------ Material provided

//! Error type, options and run reports shared by the library and the CLI.

use std::path::PathBuf;
use std::sync::atomic::{AtomicBool, Ordering};
use std::sync::Arc;

use chrono::{DateTime, Utc};
use serde::Serialize;

use crate::db::DatabaseError;
use crate::item::ParseError;

#[derive(Debug, thiserror::Error)]
pub enum PoolError {
    #[error("Parse error: {0}")]
    Parse(ParseError),
    #[error("Reference error: {0}")]
    Reference(String),
    #[error("Index store error: {0}")]
    Store(#[from] DatabaseError),
    #[error("Configuration error: {0}")]
    Config(String),
    #[error("Not found: {0}")]
    NotFound(String),
}

impl From<ParseError> for PoolError {
    fn from(e: ParseError) -> Self {
        match e {
            ParseError::Reference(msg) => PoolError::Reference(msg),
            other => PoolError::Parse(other),
        }
    }
}

impl From<rusqlite::Error> for PoolError {
    fn from(e: rusqlite::Error) -> Self {
        PoolError::Store(DatabaseError::Sqlite(e))
    }
}

pub type Result<T> = std::result::Result<T, PoolError>;

/// Options for update runs (CLI, watcher or embedding application).
#[derive(Clone, Debug)]
pub struct UpdateOptions {
    /// When a file disappears, also delete the items of the same pool that
    /// depend on it instead of leaving their edges dangling.
    pub cascade_delete: bool,
    /// After a single-file update, re-index the items directly depending on it.
    pub refresh_dependents: bool,
    /// Checked between files; a set flag ends the run before the next file.
    pub cancel: Arc<AtomicBool>,
}

impl Default for UpdateOptions {
    fn default() -> Self {
        Self {
            cascade_delete: false,
            refresh_dependents: true,
            cancel: Arc::new(AtomicBool::new(false)),
        }
    }
}

impl UpdateOptions {
    pub fn is_cancelled(&self) -> bool {
        self.cancel.load(Ordering::Relaxed)
    }
}

/// Phase of an update run.
#[derive(Debug, Clone, Copy, PartialEq, Eq, Serialize)]
#[serde(rename_all = "lowercase")]
pub enum UpdatePhase {
    Idle,
    Walking,
    Parsing,
    Writing,
    Done,
}

/// Per-file failure collected during a run.
#[derive(Debug, Clone, Serialize)]
pub struct FileFailure {
    pub file: PathBuf,
    pub message: String,
}

/// Outcome of one update run.
#[derive(Debug, Clone, Serialize)]
pub struct UpdateReport {
    pub started_at: DateTime<Utc>,
    pub finished_at: DateTime<Utc>,
    pub files: usize,
    pub written: usize,
    pub deleted: usize,
    pub failures: Vec<FileFailure>,
    pub cancelled: bool,
}

impl UpdateReport {
    pub(crate) fn start() -> Self {
        let now = Utc::now();
        Self {
            started_at: now,
            finished_at: now,
            files: 0,
            written: 0,
            deleted: 0,
            failures: Vec::new(),
            cancelled: false,
        }
    }

    pub fn error_count(&self) -> usize {
        self.failures.len()
    }

    pub fn is_clean(&self) -> bool {
        self.failures.is_empty() && !self.cancelled
    }

    pub(crate) fn merge(&mut self, other: UpdateReport) {
        self.files += other.files;
        self.written += other.written;
        self.deleted += other.deleted;
        self.failures.extend(other.failures);
        self.cancelled |= other.cancelled;
        self.finished_at = other.finished_at;
    }
}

------------

What to work on – Please return only the lines above, starting at the line that has "pub enum PoolError" and ending at the line that has "same pool that", keeping both and leaving each one unchanged.

Exercise output –
pub enum PoolError {
    #[error("Parse error: {0}")]
    Parse(ParseError),
    #[error("Reference error: {0}")]
    Reference(String),
    #[error("Index store error: {0}")]
    Store(#[from] DatabaseError),
    #[error("Configuration error: {0}")]
    Config(String),
    #[error("Not found: {0}")]
    NotFound(String),
}

impl From<ParseError> for PoolError {
    fn from(e: ParseError) -> Self {
        match e {
            ParseError::Reference(msg) => PoolError::Reference(msg),
            other => PoolError::Parse(other),
        }
    }
}

impl From<rusqlite::Error> for PoolError {
    fn from(e: rusqlite::Error) -> Self {
        PoolError::Store(DatabaseError::Sqlite(e))
    }
}

pub type Result<T> = std::result::Result<T, PoolError>;

/// Options for update runs (CLI, watcher or embedding application).
#[derive(Clone, Debug)]
pub struct UpdateOptions {
    /// When a file disappears, also delete the items of the same pool that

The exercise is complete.